====== Data under study ======
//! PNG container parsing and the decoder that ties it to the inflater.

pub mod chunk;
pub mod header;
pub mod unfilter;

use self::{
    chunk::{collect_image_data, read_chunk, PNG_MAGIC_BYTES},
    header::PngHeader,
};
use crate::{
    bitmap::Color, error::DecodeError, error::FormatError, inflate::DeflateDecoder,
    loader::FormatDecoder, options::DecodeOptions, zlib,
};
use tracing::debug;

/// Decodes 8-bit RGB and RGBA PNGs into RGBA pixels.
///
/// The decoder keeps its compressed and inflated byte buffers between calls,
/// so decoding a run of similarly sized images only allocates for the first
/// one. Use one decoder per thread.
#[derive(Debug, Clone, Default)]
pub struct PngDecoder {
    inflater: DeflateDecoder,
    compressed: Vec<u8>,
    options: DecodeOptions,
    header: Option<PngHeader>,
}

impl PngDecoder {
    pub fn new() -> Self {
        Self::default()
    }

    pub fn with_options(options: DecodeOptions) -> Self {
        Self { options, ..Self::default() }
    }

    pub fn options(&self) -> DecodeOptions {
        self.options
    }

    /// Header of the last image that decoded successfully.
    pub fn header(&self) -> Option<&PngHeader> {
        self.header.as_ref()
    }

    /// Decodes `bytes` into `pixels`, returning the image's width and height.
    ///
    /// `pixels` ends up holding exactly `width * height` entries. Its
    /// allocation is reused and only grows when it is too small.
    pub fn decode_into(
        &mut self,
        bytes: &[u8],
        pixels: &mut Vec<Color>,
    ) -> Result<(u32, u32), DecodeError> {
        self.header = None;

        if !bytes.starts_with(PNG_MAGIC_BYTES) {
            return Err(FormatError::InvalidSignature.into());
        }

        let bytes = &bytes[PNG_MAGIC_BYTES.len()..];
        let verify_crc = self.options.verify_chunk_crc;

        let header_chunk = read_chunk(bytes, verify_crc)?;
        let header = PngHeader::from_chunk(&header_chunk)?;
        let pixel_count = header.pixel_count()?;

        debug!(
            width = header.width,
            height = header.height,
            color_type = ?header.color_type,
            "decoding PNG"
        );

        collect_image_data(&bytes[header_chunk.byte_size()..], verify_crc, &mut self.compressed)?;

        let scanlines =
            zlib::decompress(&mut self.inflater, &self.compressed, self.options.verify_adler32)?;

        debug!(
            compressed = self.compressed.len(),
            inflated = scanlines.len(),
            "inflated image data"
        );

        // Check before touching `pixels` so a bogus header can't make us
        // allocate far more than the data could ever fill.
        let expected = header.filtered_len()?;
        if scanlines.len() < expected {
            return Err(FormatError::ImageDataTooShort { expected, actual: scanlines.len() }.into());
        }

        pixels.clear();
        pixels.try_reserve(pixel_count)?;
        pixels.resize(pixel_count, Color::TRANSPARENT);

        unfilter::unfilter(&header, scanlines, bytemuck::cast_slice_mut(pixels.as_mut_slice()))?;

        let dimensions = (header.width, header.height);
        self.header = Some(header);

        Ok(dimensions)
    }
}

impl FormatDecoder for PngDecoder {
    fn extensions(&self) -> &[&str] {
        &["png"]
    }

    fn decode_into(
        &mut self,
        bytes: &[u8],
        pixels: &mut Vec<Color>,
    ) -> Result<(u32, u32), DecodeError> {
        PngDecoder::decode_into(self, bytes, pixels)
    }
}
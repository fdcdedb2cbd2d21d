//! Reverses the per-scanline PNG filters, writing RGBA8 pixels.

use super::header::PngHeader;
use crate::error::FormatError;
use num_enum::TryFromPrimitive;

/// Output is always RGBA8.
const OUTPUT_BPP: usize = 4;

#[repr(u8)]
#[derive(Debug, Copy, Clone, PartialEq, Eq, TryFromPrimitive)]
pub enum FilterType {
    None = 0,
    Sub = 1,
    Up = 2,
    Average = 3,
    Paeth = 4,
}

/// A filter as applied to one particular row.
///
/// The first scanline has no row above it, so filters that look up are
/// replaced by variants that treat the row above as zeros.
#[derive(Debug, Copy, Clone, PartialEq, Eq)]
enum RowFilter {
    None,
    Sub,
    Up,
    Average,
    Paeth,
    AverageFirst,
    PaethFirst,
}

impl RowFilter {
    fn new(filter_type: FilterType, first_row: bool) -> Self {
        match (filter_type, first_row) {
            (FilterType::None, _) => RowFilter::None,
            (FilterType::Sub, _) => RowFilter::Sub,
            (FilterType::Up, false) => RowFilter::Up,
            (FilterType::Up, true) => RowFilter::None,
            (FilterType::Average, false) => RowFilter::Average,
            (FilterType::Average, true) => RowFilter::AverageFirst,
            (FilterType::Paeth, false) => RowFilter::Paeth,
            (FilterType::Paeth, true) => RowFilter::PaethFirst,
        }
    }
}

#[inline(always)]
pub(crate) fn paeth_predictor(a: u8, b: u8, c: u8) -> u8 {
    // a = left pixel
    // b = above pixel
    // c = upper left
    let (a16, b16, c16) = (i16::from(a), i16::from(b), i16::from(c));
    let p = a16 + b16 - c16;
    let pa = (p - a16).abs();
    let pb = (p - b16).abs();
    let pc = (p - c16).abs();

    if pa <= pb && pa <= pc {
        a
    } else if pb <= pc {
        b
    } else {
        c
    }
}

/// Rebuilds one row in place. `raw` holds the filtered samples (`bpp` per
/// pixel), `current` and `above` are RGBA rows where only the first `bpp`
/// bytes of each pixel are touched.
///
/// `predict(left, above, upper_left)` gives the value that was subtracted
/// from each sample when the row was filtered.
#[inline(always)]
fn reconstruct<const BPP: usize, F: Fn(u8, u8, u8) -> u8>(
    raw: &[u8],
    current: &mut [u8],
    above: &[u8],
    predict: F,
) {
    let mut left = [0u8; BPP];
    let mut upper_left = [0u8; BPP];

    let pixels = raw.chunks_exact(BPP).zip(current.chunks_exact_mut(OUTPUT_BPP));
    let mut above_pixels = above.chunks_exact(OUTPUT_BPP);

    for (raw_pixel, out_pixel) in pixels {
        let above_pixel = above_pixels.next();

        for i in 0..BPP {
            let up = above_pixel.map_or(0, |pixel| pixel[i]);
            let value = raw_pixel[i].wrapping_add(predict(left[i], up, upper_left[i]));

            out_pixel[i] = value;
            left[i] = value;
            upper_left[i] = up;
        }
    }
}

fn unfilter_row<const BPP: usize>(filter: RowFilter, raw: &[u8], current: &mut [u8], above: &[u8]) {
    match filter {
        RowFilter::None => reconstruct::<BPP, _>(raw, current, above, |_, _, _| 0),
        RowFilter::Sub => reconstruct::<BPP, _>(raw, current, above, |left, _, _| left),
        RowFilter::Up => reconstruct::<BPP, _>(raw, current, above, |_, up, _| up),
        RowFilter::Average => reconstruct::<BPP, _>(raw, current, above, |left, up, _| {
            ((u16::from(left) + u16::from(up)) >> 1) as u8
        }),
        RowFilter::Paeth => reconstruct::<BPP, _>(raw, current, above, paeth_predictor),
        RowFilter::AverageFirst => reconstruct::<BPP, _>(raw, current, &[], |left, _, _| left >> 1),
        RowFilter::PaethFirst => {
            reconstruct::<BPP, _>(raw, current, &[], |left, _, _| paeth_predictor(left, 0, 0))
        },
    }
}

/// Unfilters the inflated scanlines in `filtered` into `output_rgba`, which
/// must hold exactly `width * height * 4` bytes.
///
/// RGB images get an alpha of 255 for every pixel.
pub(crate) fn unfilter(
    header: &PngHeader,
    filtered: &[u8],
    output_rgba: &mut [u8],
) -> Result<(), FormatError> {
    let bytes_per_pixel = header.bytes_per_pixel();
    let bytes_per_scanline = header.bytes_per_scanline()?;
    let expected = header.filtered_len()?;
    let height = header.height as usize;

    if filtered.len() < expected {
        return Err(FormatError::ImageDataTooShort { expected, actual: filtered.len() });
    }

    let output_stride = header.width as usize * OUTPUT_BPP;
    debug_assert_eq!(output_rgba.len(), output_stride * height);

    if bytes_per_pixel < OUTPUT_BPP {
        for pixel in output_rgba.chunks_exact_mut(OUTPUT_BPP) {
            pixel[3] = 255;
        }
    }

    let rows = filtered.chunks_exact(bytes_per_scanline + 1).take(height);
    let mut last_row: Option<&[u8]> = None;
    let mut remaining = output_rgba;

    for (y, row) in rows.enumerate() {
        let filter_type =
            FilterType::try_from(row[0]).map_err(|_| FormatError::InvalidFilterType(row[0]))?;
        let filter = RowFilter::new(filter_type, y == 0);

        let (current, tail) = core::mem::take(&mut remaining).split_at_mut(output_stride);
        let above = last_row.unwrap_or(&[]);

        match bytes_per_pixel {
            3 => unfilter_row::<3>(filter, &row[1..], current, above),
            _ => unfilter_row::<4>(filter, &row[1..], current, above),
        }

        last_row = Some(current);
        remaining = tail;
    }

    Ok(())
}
======
====== Data under study ======
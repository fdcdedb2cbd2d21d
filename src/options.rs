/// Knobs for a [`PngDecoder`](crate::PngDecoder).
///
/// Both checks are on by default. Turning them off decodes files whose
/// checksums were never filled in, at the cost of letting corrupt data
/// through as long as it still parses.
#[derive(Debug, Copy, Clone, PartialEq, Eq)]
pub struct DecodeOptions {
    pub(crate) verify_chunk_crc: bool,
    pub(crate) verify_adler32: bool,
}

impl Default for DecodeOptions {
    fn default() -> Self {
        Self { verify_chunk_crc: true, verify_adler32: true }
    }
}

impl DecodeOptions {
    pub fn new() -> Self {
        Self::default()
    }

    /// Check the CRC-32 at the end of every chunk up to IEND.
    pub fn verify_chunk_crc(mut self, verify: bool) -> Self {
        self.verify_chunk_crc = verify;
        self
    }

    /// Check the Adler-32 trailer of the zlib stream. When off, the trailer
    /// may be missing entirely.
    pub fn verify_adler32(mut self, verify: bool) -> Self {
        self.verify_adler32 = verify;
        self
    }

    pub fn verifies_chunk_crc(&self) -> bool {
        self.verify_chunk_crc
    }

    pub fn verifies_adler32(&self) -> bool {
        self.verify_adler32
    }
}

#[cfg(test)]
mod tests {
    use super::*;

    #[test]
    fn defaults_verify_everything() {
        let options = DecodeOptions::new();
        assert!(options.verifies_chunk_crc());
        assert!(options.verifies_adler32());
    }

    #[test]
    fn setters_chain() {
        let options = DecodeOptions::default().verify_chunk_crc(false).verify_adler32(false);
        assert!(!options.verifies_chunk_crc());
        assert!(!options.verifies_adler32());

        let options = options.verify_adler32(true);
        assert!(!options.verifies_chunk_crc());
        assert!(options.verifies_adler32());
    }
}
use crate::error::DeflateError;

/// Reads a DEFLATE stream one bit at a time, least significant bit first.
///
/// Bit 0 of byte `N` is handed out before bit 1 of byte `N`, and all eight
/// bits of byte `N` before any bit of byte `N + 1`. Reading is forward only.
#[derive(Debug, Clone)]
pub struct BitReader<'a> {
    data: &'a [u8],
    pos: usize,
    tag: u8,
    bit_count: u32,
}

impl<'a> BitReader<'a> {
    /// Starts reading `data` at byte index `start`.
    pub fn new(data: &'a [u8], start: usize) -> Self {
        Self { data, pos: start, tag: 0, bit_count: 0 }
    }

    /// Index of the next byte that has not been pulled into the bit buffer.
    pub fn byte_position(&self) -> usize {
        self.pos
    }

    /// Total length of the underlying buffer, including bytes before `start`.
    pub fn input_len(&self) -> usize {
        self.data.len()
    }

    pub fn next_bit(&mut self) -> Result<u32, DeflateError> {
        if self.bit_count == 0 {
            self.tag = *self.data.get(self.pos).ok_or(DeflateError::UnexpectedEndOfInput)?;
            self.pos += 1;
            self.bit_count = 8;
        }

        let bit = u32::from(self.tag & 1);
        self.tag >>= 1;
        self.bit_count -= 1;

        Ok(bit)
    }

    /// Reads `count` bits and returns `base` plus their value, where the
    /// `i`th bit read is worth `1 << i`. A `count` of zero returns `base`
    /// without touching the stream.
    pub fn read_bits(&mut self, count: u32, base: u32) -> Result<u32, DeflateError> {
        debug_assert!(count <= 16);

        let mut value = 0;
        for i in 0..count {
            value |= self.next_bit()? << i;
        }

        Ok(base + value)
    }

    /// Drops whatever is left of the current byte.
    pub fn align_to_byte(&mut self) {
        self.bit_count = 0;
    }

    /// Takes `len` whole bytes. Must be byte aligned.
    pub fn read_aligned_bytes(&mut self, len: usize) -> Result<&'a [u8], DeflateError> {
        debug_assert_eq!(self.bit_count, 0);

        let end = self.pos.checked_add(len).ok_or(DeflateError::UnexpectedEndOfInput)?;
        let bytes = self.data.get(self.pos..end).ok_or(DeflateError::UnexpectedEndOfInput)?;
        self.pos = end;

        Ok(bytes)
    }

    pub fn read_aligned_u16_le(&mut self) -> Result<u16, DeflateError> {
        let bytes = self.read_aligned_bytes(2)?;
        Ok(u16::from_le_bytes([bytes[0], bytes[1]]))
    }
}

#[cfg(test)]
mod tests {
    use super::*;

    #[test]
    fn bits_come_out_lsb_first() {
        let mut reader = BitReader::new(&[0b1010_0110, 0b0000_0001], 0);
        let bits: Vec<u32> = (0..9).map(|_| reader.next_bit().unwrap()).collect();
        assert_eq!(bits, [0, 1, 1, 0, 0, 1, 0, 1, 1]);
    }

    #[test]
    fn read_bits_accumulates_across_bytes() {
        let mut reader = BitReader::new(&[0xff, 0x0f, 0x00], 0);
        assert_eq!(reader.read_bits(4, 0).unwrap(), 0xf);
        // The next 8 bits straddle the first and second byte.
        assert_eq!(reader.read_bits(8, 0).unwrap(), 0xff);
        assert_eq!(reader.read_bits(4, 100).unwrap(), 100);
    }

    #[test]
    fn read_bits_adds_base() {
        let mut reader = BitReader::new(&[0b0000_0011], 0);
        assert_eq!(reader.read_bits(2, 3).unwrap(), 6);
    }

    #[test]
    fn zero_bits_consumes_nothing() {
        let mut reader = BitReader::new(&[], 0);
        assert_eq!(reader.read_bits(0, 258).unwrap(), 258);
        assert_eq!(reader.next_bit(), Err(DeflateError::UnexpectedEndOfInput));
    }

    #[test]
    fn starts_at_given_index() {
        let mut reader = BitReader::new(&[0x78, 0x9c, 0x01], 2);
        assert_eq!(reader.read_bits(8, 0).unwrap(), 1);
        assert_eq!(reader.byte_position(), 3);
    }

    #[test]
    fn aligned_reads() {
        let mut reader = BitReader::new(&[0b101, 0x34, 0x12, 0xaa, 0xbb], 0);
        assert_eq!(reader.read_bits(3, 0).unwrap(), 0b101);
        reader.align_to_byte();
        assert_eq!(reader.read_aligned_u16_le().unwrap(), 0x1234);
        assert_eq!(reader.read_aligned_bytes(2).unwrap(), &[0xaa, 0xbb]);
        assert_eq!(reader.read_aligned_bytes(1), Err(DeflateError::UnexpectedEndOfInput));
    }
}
======
> _What is being asked_
Out of the records above, pull the lines that include the word "derive".

> _Reply_
#[derive(Debug, Clone, Default)]
#[derive(Debug, Copy, Clone, PartialEq, Eq, TryFromPrimitive)]
#[derive(Debug, Copy, Clone, PartialEq, Eq)]
#[derive(Debug, Copy, Clone, PartialEq, Eq)]
#[derive(Debug, Clone)]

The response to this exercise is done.